Your assignment:
Under this line are the records; write out word for word the part that begins at the line containing "#[derive(Debug, Clone)]" and ends at the line containing "if self.next >= self.total", and no more.

Task data:
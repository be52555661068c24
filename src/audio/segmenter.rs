//! Fixed-duration segmentation of a decoded audio stream.
//!
//! Segments cover `[0, D), [D, 2D), ...` with no gaps or overlaps. Window
//! boundaries are computed in frames as `floor(i * D * rate / 1000)`, so every
//! frame belongs to exactly one window even when `D * rate` is not a multiple
//! of 1000.
//!
//! What happens to the trailing remainder shorter than `D` is decided by
//! [`PartialSegmentPolicy`]:
//! - `Drop`: only full windows are produced; a stream shorter than `D`
//!   yields no segments at all.
//! - `Include`: the remainder is produced as one short final segment; a
//!   stream shorter than `D` yields exactly one segment. A remainder under
//!   one millisecond is never produced.

use serde::{Deserialize, Serialize};

use crate::model::{AudioSegment, AudioStream};

/// What to do with a trailing window shorter than the configured duration.
#[derive(Debug, Clone, Copy, PartialEq, Eq, Default, Serialize, Deserialize)]
#[serde(rename_all = "lowercase")]
pub enum PartialSegmentPolicy {
    /// Discard the remainder
    #[default]
    Drop,
    /// Recognize the remainder as a short final segment
    Include,
}

/// Slices streams into fixed-duration windows.
#[derive(Debug, Clone, Copy, PartialEq, Eq)]
pub struct Segmenter {
    duration_ms: u64,
    partial: PartialSegmentPolicy,
}

impl Segmenter {
    /// Returns `None` for a zero duration.
    pub fn new(duration_ms: u64, partial: PartialSegmentPolicy) -> Option<Self> {
        (duration_ms > 0).then_some(Self {
            duration_ms,
            partial,
        })
    }

    pub fn duration_ms(&self) -> u64 {
        self.duration_ms
    }

    pub fn partial_policy(&self) -> PartialSegmentPolicy {
        self.partial
    }

    /// Number of segments `segments()` will yield for this stream.
    pub fn count(&self, stream: &AudioStream) -> usize {
        let (full, has_partial) = self.layout(stream);
        full + usize::from(has_partial && self.partial == PartialSegmentPolicy::Include)
    }

    /// Ordered segments of the stream.
    ///
    /// The iterator is `Clone`, so a sequence can be replayed from the start.
    pub fn segments<'a>(&self, stream: &'a AudioStream) -> Segments<'a> {
        Segments {
            stream,
            duration_ms: self.duration_ms,
            next: 0,
            total: self.count(stream),
        }
    }

    /// Full-window count and whether a remainder of at least 1 ms exists.
    fn layout(&self, stream: &AudioStream) -> (usize, bool) {
        let frames = stream.frames();
        if frames == 0 || stream.sample_rate == 0 {
            return (0, false);
        }
        // (i + 1) * D * rate <= frames * 1000  <=>  window i is complete
        let per_window = self.duration_ms as u128 * stream.sample_rate as u128;
        let full = (frames as u128 * 1000 / per_window) as usize;
        (full, stream.duration_ms() > full as u64 * self.duration_ms)
    }
}

/// Frame index at a millisecond offset, rounded down.
fn frame_at(ms: u64, sample_rate: u32) -> u64 {
    (ms as u128 * sample_rate as u128 / 1000) as u64
}

/// Iterator over the windows of one stream.
#[derive(Debug, Clone)]
pub struct Segments<'a> {
    stream: &'a AudioStream,
    duration_ms: u64,
    next: usize,
    total: usize,
}

impl<'a> Iterator for Segments<'a> {
    type Item = AudioSegment<'a>;

    fn next(&mut self) -> Option<Self::Item> {
        if self.next >= self.total {
            return None;
        }
        let index = self.next;
        self.next += 1;

        let rate = self.stream.sample_rate;
        let channels = self.stream.channels as usize;
        let frames = self.stream.frames();

        let start_ms = index as u64 * self.duration_ms;
        let start_frame = frame_at(start_ms, rate);
        let end_frame = frame_at(start_ms + self.duration_ms, rate).min(frames);

        // A trailing partial is shorter than the configured window
        let duration_ms = if end_frame == frame_at(start_ms + self.duration_ms, rate) {
            self.duration_ms
        } else {
            self.stream.duration_ms().saturating_sub(start_ms)
        };

        let samples =
            &self.stream.samples[start_frame as usize * channels..end_frame as usize * channels];

        Some(AudioSegment {
            index,
            start_ms,
            duration_ms,
            sample_rate: rate,
            channels: self.stream.channels,
            samples,
        })
    }

    fn size_hint(&self) -> (usize, Option<usize>) {
        let remaining = self.total - self.next;
        (remaining, Some(remaining))
    }
}

impl ExactSizeIterator for Segments<'_> {}

#[cfg(test)]
mod tests {
    use super::*;
    use crate::test_utils::silent_stream;

    fn windows(segmenter: &Segmenter, stream: &AudioStream) -> Vec<(u64, u64)> {
        segmenter
            .segments(stream)
            .map(|s| (s.start_ms, s.end_ms()))
            .collect()
    }

    #[test]
    fn test_zero_duration_is_rejected() {
        assert!(Segmenter::new(0, PartialSegmentPolicy::Drop).is_none());
    }

    #[test]
    fn test_65s_stream_drops_trailing_partial() {
        let stream = silent_stream(65_000, 8000, 1);
        let segmenter = Segmenter::new(20_000, PartialSegmentPolicy::Drop).unwrap();

        assert_eq!(
            windows(&segmenter, &stream),
            vec![(0, 20_000), (20_000, 40_000), (40_000, 60_000)]
        );
        assert_eq!(segmenter.count(&stream), 3);
    }

    #[test]
    fn test_65s_stream_includes_trailing_partial() {
        let stream = silent_stream(65_000, 8000, 1);
        let segmenter = Segmenter::new(20_000, PartialSegmentPolicy::Include).unwrap();

        let segments: Vec<_> = segmenter.segments(&stream).collect();
        assert_eq!(segments.len(), 4);
        assert_eq!(segments[3].start_ms, 60_000);
        assert_eq!(segments[3].duration_ms, 5_000);
        assert_eq!(segments[3].samples.len(), 5 * 8000);
    }

    #[test]
    fn test_stream_shorter_than_window_drop_is_empty() {
        let stream = silent_stream(4_000, 8000, 1);
        let segmenter = Segmenter::new(20_000, PartialSegmentPolicy::Drop).unwrap();
        assert_eq!(segmenter.segments(&stream).count(), 0);
    }

    #[test]
    fn test_stream_shorter_than_window_include_is_single_short_segment() {
        let stream = silent_stream(4_000, 8000, 2);
        let segmenter = Segmenter::new(20_000, PartialSegmentPolicy::Include).unwrap();

        let segments: Vec<_> = segmenter.segments(&stream).collect();
        assert_eq!(segments.len(), 1);
        assert_eq!(segments[0].start_ms, 0);
        assert_eq!(segments[0].duration_ms, 4_000);
        assert_eq!(segments[0].samples.len(), 4 * 8000 * 2);
    }

    #[test]
    fn test_exact_multiple_has_no_partial() {
        let stream = silent_stream(60_000, 8000, 1);
        for policy in [PartialSegmentPolicy::Drop, PartialSegmentPolicy::Include] {
            let segmenter = Segmenter::new(20_000, policy).unwrap();
            assert_eq!(segmenter.count(&stream), 3);
        }
    }

    #[test]
    fn test_empty_stream_has_no_segments() {
        let stream = AudioStream::new(8000, 1, vec![]);
        let segmenter = Segmenter::new(1_000, PartialSegmentPolicy::Include).unwrap();
        assert_eq!(segmenter.segments(&stream).count(), 0);
    }

    #[test]
    fn test_segments_are_restartable() {
        let stream = silent_stream(50_000, 8000, 1);
        let segmenter = Segmenter::new(20_000, PartialSegmentPolicy::Include).unwrap();

        let iter = segmenter.segments(&stream);
        let first: Vec<_> = iter.clone().map(|s| s.start_ms).collect();
        let second: Vec<_> = iter.map(|s| s.start_ms).collect();
        assert_eq!(first, second);
    }

    #[test]
    fn test_sub_millisecond_remainder_is_not_a_segment() {
        // One second plus 10 frames at 44.1 kHz
        let stream = AudioStream::new(44_100, 1, vec![0; 44_110]);
        let segmenter = Segmenter::new(1_000, PartialSegmentPolicy::Include).unwrap();

        let segments: Vec<_> = segmenter.segments(&stream).collect();
        assert_eq!(segmenter.count(&stream), 1);
        assert_eq!(segments.len(), 1);
        assert_eq!(segments[0].duration_ms, 1_000);
        assert_eq!(segments[0].samples.len(), 44_100);
    }

    #[test]
    fn test_fractional_frame_boundaries_leave_no_gaps() {
        // 1 ms at 44.1 kHz is 44.1 frames
        let stream = silent_stream(10, 44_100, 1);
        let segmenter = Segmenter::new(1, PartialSegmentPolicy::Include).unwrap();

        let total: usize = segmenter.segments(&stream).map(|s| s.samples.len()).sum();
        assert_eq!(total as u64, stream.frames());
    }
}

Worked solution:
#[derive(Debug, Clone)]
pub struct Segments<'a> {
    stream: &'a AudioStream,
    duration_ms: u64,
    next: usize,
    total: usize,
}

impl<'a> Iterator for Segments<'a> {
    type Item = AudioSegment<'a>;

    fn next(&mut self) -> Option<Self::Item> {
        if self.next >= self.total {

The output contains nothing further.